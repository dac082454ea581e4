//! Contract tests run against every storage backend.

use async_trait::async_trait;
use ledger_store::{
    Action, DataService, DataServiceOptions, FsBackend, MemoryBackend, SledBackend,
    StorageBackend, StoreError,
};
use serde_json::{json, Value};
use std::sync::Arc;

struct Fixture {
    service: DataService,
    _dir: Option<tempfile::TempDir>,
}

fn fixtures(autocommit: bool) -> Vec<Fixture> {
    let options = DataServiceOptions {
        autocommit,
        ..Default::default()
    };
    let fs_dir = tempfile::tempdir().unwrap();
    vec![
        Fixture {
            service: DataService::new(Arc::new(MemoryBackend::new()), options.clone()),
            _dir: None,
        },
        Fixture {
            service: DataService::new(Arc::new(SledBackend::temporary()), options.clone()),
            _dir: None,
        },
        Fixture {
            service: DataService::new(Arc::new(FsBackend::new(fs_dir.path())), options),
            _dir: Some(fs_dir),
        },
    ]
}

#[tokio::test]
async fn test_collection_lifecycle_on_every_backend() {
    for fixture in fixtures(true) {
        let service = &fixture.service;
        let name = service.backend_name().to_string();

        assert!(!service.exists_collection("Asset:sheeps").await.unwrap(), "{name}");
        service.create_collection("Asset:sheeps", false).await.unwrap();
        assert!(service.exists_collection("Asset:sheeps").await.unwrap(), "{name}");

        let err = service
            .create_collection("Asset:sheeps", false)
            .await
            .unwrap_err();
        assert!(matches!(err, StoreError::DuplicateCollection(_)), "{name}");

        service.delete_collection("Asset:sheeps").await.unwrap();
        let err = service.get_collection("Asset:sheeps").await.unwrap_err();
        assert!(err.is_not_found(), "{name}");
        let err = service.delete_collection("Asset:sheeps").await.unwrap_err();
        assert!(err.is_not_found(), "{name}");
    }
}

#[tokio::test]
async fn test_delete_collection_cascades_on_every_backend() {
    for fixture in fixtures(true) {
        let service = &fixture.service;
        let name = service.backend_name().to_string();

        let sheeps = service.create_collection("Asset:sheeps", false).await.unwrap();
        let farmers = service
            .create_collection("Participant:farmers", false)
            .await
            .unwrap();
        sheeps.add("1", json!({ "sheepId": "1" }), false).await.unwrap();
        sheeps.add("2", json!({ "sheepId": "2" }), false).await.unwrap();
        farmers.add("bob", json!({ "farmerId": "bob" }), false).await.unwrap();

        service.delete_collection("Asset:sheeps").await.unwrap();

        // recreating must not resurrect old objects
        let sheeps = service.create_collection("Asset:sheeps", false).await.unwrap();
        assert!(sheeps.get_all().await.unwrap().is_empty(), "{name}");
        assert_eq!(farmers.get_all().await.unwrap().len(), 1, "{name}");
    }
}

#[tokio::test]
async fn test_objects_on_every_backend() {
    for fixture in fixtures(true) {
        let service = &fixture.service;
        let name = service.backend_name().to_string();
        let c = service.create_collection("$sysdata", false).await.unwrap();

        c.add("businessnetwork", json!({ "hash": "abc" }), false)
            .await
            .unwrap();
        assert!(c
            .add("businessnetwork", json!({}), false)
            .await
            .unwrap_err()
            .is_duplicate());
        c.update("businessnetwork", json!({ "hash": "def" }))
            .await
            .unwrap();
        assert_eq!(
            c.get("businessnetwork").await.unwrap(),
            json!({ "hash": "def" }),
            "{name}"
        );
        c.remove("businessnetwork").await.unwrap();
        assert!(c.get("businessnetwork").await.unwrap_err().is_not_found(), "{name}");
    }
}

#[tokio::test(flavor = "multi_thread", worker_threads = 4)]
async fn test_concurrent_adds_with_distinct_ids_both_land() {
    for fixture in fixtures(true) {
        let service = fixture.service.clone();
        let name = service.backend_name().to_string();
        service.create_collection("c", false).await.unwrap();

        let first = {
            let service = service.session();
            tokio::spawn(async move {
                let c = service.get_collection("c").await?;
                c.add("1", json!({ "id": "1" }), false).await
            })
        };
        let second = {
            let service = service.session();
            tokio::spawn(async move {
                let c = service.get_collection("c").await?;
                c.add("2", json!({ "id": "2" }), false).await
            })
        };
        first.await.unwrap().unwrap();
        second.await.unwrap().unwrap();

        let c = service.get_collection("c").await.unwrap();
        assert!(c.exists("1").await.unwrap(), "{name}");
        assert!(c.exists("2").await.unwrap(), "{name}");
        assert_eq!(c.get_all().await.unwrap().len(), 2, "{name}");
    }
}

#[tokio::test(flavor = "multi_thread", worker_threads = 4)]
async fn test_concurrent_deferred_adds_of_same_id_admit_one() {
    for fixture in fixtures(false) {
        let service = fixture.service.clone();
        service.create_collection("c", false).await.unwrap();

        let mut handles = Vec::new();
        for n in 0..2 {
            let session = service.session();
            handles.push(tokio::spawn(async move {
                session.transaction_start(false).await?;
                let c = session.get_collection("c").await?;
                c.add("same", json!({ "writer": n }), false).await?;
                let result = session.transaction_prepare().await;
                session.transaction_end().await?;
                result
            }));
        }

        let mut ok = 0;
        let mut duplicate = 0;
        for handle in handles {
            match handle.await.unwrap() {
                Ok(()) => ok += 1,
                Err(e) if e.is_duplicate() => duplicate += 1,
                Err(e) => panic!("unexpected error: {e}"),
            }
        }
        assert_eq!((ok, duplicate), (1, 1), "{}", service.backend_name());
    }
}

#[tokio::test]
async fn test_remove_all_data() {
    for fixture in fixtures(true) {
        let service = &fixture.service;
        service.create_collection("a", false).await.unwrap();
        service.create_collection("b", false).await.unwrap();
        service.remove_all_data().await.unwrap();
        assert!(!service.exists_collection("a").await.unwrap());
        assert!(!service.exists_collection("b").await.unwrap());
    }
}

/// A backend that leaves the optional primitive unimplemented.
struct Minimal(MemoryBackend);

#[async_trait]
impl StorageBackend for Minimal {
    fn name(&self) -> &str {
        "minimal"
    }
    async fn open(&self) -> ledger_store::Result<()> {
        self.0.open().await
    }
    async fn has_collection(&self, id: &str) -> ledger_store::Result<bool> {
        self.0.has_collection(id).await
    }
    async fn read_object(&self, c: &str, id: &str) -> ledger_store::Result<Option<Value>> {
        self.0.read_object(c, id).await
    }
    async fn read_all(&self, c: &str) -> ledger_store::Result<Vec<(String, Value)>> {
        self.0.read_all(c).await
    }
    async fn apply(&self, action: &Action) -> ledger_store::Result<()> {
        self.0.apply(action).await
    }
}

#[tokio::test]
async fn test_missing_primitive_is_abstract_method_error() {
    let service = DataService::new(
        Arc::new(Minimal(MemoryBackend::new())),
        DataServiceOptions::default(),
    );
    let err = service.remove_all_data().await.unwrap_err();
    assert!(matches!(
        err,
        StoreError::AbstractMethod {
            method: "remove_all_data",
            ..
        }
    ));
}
---
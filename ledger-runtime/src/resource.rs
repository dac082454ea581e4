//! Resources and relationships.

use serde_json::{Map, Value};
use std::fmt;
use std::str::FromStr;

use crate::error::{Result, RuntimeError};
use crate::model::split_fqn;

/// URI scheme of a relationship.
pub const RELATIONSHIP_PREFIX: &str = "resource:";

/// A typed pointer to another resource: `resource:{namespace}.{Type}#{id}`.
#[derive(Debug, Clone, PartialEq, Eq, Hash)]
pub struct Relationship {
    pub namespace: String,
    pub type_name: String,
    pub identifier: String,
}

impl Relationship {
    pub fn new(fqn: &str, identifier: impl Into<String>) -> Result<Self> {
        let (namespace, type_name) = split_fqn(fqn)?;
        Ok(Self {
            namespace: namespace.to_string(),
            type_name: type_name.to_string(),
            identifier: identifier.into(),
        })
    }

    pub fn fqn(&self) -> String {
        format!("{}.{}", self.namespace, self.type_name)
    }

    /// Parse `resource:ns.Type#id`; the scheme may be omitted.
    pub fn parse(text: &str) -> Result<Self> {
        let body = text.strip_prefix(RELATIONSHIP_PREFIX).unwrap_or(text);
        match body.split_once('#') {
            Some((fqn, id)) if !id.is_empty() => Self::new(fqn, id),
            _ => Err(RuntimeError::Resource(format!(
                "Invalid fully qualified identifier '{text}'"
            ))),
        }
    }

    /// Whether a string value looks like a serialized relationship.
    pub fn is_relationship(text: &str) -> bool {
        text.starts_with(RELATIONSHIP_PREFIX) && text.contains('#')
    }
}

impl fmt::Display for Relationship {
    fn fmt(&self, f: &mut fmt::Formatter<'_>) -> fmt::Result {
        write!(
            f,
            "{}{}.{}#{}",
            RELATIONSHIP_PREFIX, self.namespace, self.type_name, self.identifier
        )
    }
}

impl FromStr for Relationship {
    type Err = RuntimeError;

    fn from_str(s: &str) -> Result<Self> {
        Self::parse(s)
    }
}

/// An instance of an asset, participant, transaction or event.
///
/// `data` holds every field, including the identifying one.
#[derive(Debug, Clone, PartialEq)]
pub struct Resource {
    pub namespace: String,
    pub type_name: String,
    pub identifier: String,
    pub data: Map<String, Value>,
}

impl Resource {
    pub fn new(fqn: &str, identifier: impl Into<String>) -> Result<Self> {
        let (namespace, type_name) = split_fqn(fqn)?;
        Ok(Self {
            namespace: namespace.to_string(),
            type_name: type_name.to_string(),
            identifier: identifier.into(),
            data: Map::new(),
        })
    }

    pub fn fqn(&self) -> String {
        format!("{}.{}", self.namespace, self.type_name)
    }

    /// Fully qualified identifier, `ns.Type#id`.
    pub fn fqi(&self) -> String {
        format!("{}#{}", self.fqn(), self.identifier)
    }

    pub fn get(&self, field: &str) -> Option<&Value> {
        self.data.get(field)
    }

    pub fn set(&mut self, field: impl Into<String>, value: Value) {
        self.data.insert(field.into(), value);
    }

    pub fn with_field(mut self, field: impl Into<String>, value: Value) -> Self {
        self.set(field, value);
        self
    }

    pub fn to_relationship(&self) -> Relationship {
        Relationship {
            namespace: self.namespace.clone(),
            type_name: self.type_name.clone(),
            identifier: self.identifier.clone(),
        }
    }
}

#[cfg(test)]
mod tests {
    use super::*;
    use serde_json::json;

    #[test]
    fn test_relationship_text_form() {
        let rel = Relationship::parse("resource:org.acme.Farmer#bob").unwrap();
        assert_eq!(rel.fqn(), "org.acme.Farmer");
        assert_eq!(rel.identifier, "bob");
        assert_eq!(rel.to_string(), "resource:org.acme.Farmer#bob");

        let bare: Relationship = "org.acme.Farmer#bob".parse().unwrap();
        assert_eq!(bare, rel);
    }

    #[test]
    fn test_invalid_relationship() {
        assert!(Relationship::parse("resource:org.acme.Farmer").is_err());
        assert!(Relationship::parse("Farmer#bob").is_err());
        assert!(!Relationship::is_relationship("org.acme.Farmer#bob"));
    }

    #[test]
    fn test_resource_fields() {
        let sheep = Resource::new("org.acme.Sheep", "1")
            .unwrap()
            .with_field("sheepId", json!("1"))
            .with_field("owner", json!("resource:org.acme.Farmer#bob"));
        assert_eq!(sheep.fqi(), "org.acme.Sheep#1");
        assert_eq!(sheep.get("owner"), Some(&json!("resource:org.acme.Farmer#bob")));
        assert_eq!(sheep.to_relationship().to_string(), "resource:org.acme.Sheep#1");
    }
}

**Exercise directions:** Copy every line of the listing containing the string "DataServiceOptions".

**Answer space:**
    Action, DataService, DataServiceOptions, FsBackend, MemoryBackend, SledBackend,
    let options = DataServiceOptions {
        DataServiceOptions::default(),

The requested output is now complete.